Growing up, Westbrook said he wasn’t the type of kid to make lists ranking his top-five point guards. He’d do that for football, sure — “I wanted to be an NFL player,” he said — but for the NBA, he didn’t appear interested in the discourse. (Or if he was, he didn’t admit it Monday.)
Westbrook, though, said he was “grateful” for Brooks’ ranking. He added he was glad to reunite with Brooks, who served as his coach for the majority of Westbrook‘s tenure in Oklahoma City.

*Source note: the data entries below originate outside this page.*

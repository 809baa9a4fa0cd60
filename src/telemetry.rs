use tracing::{subscriber::set_global_default, Subscriber};
use tracing_bunyan_formatter::{BunyanFormattingLayer, JsonStorageLayer};
use tracing_log::LogTracer;
use tracing_subscriber::fmt::MakeWriter;
use tracing_subscriber::{fmt, layer::SubscriberExt, EnvFilter, Registry};

use crate::configuration::{LogFormat, LogSettings};

// Per-statement sqlx logs and connection-level client chatter drown the request spans.
const QUIET_TARGETS: &[&str] = &["sqlx=warn", "hyper=warn", "reqwest=warn", "h2=warn"];

pub fn filter_directives(level: &str) -> String {
    std::iter::once(level.trim())
        .filter(|level| !level.is_empty())
        .chain(QUIET_TARGETS.iter().copied())
        .collect::<Vec<_>>()
        .join(",")
}

fn env_filter(log: &LogSettings) -> EnvFilter {
    EnvFilter::try_from_default_env()
        .unwrap_or_else(|_| EnvFilter::new(filter_directives(&log.level)))
}

/// Human readable output for local runs.
pub fn get_subscriber<Sink>(log: &LogSettings, sink: Sink) -> impl Subscriber + Send + Sync
where
    Sink: for<'a> MakeWriter<'a> + Send + Sync + 'static,
{
    let format_layer = fmt::Layer::default()
        .with_target(true)
        .with_ansi(true)
        .with_writer(sink);
    Registry::default().with(env_filter(log)).with(format_layer)
}

/// Bunyan JSON output, one object per line.
pub fn get_json_subscriber<Sink>(
    name: String,
    log: &LogSettings,
    sink: Sink,
) -> impl Subscriber + Send + Sync
where
    Sink: for<'a> MakeWriter<'a> + Send + Sync + 'static,
{
    let formatting_layer = BunyanFormattingLayer::new(name, sink);
    Registry::default()
        .with(env_filter(log))
        .with(JsonStorageLayer)
        .with(formatting_layer)
}

pub fn init_subscriber(subscriber: impl Subscriber + Send + Sync) {
    LogTracer::init().expect("Failed to set logger");
    set_global_default(subscriber).expect("Failed to set subscriber");
}

/// Installs the subscriber picked by `log.format`, writing to stdout.
pub fn init_telemetry(name: &str, log: &LogSettings) {
    match log.format {
        LogFormat::Pretty => init_subscriber(get_subscriber(log, std::io::stdout)),
        LogFormat::Json => {
            init_subscriber(get_json_subscriber(name.to_string(), log, std::io::stdout))
        }
    }
}

#[cfg(test)]
mod tests {
    use super::filter_directives;

    #[test]
    fn test_filter_keeps_level_first_and_quiets_clients() {
        assert_eq!(
            filter_directives("debug"),
            "debug,sqlx=warn,hyper=warn,reqwest=warn,h2=warn"
        );
    }

    #[test]
    fn test_blank_level_falls_back_to_quiet_targets() {
        assert_eq!(
            filter_directives("  "),
            "sqlx=warn,hyper=warn,reqwest=warn,h2=warn"
        );
    }
}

Brooks is arguably Westbrook’s staunchest supporter, often going to great lengths to defend the superstar. One of Monday’s many examples: The only teammates who Westbrook doesn’t get along with, he said, are the ones who fail to work hard. “Those are the ones stealing money, that just wanted to the check,” he said.

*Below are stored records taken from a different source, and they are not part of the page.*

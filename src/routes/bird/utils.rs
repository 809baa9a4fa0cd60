use anyhow::Context;
use sqlx::types::Json;
use sqlx::PgPool;
use uuid::Uuid;
use validator::ValidationErrors;

use super::models::BirdModel;
use super::schemas::{BirdListQuery, BirdRequest};
use crate::storage_client::MediaStore;

const BIRD_COLUMNS: &str = "id, name, age, weight, color, line, price, availability, is_featured, \
     images, videos, parents, skills, created_at, updated_at";

/// Picks one message out of `errors`, ordered by field name so repeated requests answer alike.
pub fn validation_message(errors: &ValidationErrors) -> String {
    let mut fields: Vec<_> = errors.field_errors().into_iter().collect();
    fields.sort_by(|a, b| a.0.cmp(&b.0));
    fields
        .into_iter()
        .flat_map(|(field, errors)| errors.iter().map(move |e| (field.clone(), e)))
        .map(|(field, e)| match &e.message {
            Some(message) => message.to_string(),
            None => format!("Invalid value for {}", field),
        })
        .next()
        .unwrap_or_else(|| "Invalid request body".to_string())
}

/// Every media URL in the request must come from our storage bucket.
pub fn validate_media_urls(body: &BirdRequest, media_store: &dyn MediaStore) -> Result<(), String> {
    let parents = &body.parents;
    let foreign = body
        .images
        .iter()
        .chain(body.videos.iter())
        .chain(parents.father.images.iter())
        .chain(parents.father.videos.iter())
        .chain(parents.mother.images.iter())
        .chain(parents.mother.videos.iter())
        .find(|url| !media_store.owns_url(url));
    match foreign {
        Some(url) => Err(format!(
            "Media URL must point to the farm's storage bucket: {}",
            url
        )),
        None => Ok(()),
    }
}

#[tracing::instrument(name = "Fetch bird list", skip(pool))]
pub async fn fetch_birds(
    pool: &PgPool,
    filter: &BirdListQuery,
) -> Result<Vec<BirdModel>, anyhow::Error> {
    let query = format!(
        r#"
        SELECT {} FROM bird
        WHERE ($1::bird_availability IS NULL OR availability = $1)
        AND ($2::boolean IS NULL OR is_featured = $2)
        ORDER BY created_at DESC
        "#,
        BIRD_COLUMNS
    );
    let rows = sqlx::query_as::<_, BirdModel>(&query)
        .bind(filter.availability)
        .bind(filter.featured)
        .fetch_all(pool)
        .await
        .context("Failed to execute bird list query")?;
    Ok(rows)
}

#[tracing::instrument(name = "Fetch featured birds", skip(pool))]
pub async fn fetch_featured_birds(pool: &PgPool, limit: i64) -> Result<Vec<BirdModel>, anyhow::Error> {
    let query = format!(
        r#"SELECT {} FROM bird WHERE is_featured ORDER BY created_at DESC LIMIT $1"#,
        BIRD_COLUMNS
    );
    let rows = sqlx::query_as::<_, BirdModel>(&query)
        .bind(limit)
        .fetch_all(pool)
        .await
        .context("Failed to execute featured bird query")?;
    Ok(rows)
}

#[tracing::instrument(name = "Fetch bird", skip(pool))]
pub async fn fetch_bird(pool: &PgPool, id: Uuid) -> Result<Option<BirdModel>, anyhow::Error> {
    let query = format!(r#"SELECT {} FROM bird WHERE id = $1"#, BIRD_COLUMNS);
    let row = sqlx::query_as::<_, BirdModel>(&query)
        .bind(id)
        .fetch_optional(pool)
        .await
        .context("Failed to execute bird fetch query")?;
    Ok(row)
}

#[tracing::instrument(name = "Save bird", skip(pool, body), fields(name = %body.name))]
pub async fn save_bird(pool: &PgPool, body: &BirdRequest) -> Result<BirdModel, anyhow::Error> {
    let query = format!(
        r#"
        INSERT INTO bird (id, name, age, weight, color, line, price, availability, is_featured,
            images, videos, parents, skills, created_at, updated_at)
        VALUES ($1, $2, $3, $4, $5, $6, $7, $8, $9, $10, $11, $12, $13, now(), now())
        RETURNING {}
        "#,
        BIRD_COLUMNS
    );
    let row = sqlx::query_as::<_, BirdModel>(&query)
        .bind(Uuid::new_v4())
        .bind(&body.name)
        .bind(&body.age)
        .bind(&body.weight)
        .bind(&body.color)
        .bind(&body.line)
        .bind(&body.price)
        .bind(body.availability)
        .bind(body.is_featured)
        .bind(Json(&body.images))
        .bind(Json(&body.videos))
        .bind(Json(&body.parents))
        .bind(Json(&body.skills))
        .fetch_one(pool)
        .await
        .context("Failed to execute bird insert query")?;
    Ok(row)
}

#[tracing::instrument(name = "Update bird", skip(pool, body))]
pub async fn update_bird(
    pool: &PgPool,
    id: Uuid,
    body: &BirdRequest,
) -> Result<Option<BirdModel>, anyhow::Error> {
    let query = format!(
        r#"
        UPDATE bird SET name = $2, age = $3, weight = $4, color = $5, line = $6, price = $7,
            availability = $8, is_featured = $9, images = $10, videos = $11, parents = $12,
            skills = $13, updated_at = now()
        WHERE id = $1
        RETURNING {}
        "#,
        BIRD_COLUMNS
    );
    let row = sqlx::query_as::<_, BirdModel>(&query)
        .bind(id)
        .bind(&body.name)
        .bind(&body.age)
        .bind(&body.weight)
        .bind(&body.color)
        .bind(&body.line)
        .bind(&body.price)
        .bind(body.availability)
        .bind(body.is_featured)
        .bind(Json(&body.images))
        .bind(Json(&body.videos))
        .bind(Json(&body.parents))
        .bind(Json(&body.skills))
        .fetch_optional(pool)
        .await
        .context("Failed to execute bird update query")?;
    Ok(row)
}

#[tracing::instrument(name = "Delete bird", skip(pool))]
pub async fn delete_bird(pool: &PgPool, id: Uuid) -> Result<Option<BirdModel>, anyhow::Error> {
    let query = format!(r#"DELETE FROM bird WHERE id = $1 RETURNING {}"#, BIRD_COLUMNS);
    let row = sqlx::query_as::<_, BirdModel>(&query)
        .bind(id)
        .fetch_optional(pool)
        .await
        .context("Failed to execute bird delete query")?;
    Ok(row)
}

/// Deletes stored objects, logging the ones that fail. Returns how many were removed.
#[tracing::instrument(name = "Remove bird media", skip(media_store, urls), fields(count = urls.len()))]
pub async fn remove_media(media_store: &dyn MediaStore, urls: &[String]) -> usize {
    let results = futures::future::join_all(
        urls.iter()
            .filter(|url| media_store.owns_url(url))
            .map(|url| async move { (url, media_store.delete(url).await) }),
    )
    .await;
    results
        .into_iter()
        .filter(|(url, result)| match result {
            Ok(()) => true,
            Err(e) => {
                tracing::warn!(url = %url, error = ?e, "Failed to delete stored media");
                false
            }
        })
        .count()
}
use crate::helpers::spawn_app;

#[actix_web::test]
async fn new_session_starts_signed_out() {
    let app = spawn_app().await;
    let token = app.open_session().await;

    let response = app
        .api_client
        .get(format!("{}/auth/session", &app.address))
        .bearer_auth(&token)
        .send()
        .await
        .expect("Failed to execute request.");

    assert!(response.status().is_success());
    let body: serde_json::Value = response.json().await.expect("Invalid session body");
    assert_eq!(body["data"]["loading"], false);
    assert!(body["data"]["identity"].is_null());
    assert_eq!(body["data"]["is_admin"], false);
}

#[actix_web::test]
async fn guard_redirects_anonymous_visitors_to_login() {
    let app = spawn_app().await;

    let response = app
        .api_client
        .get(format!("{}/auth/guard", &app.address))
        .query(&[("path", "/admin/birds")])
        .send()
        .await
        .expect("Failed to execute request.");

    assert!(response.status().is_success());
    let body: serde_json::Value = response.json().await.expect("Invalid guard body");
    assert_eq!(body["data"]["action"], "redirect");
    assert_eq!(body["data"]["target"], "/admin/login");
}

#[actix_web::test]
async fn guard_renders_public_pages() {
    let app = spawn_app().await;

    let response = app
        .api_client
        .get(format!("{}/auth/guard", &app.address))
        .query(&[("path", "/birds")])
        .send()
        .await
        .expect("Failed to execute request.");

    let body: serde_json::Value = response.json().await.expect("Invalid guard body");
    assert_eq!(body["data"]["action"], "render");
}

#[actix_web::test]
async fn admin_scope_rejects_signed_out_sessions() {
    let app = spawn_app().await;
    let token = app.open_session().await;

    let anonymous = app
        .api_client
        .get(format!("{}/admin/user/list", &app.address))
        .send()
        .await
        .expect("Failed to execute request.");
    assert_eq!(anonymous.status().as_u16(), 401);

    let signed_out = app
        .api_client
        .get(format!("{}/admin/user/list", &app.address))
        .bearer_auth(&token)
        .send()
        .await
        .expect("Failed to execute request.");
    assert_eq!(signed_out.status().as_u16(), 401);
    let body: serde_json::Value = signed_out.json().await.expect("Invalid error body");
    assert_eq!(body["data"]["redirect_to"], "/admin/login");
}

There was a reason Brooks was so thrilled to be coaching Westbrook once again. He knew the impact he’d have on everyone else. The Wizards needed Westbrook’s competitiveness, Brooks said — a leader whose “winning spirit” would rub off on others.
Against the Pacers, Westbrook’s passing was contagious. The Wizards had 50 assists — the most in a game since 1990. That ball movement led the Wizards to shoot 61.2% from the field and 40.9% from deep.
Westbrook, who leads the league in assists, was the conductor of the offense. And he only had eight field goal attempts.
“It’s crazy,” said Rui Hachimura, who led with 27 points. “He’s a point guard but can do everything. Twenty rebounds is not normal, you know? It’s not normal. And he does it every game.”
The Wizards are fortunate to have this version of Westbrook — especially since at first, the 32-year-old looked nothing close to the All-NBA player he was in Oklahoma City and Houston. Earlier in the season, Westbrook was slowed by a nagging quad injury, one that left him sidelined and limited his explosiveness.
On Monday, Westbrook acknowledged the full extent of his injury: The quad was torn.
“I was playing through it and still trying to compete for my guys,” Westbrook said. “And then I had the opportunity to kind of rest and be ready to go. With my rest and proper treatment and the staff here … it allows me to be at the level I know I can play consistent on a night-in, night-out basis.
“I’m in a good position health-wise, especially mentally.”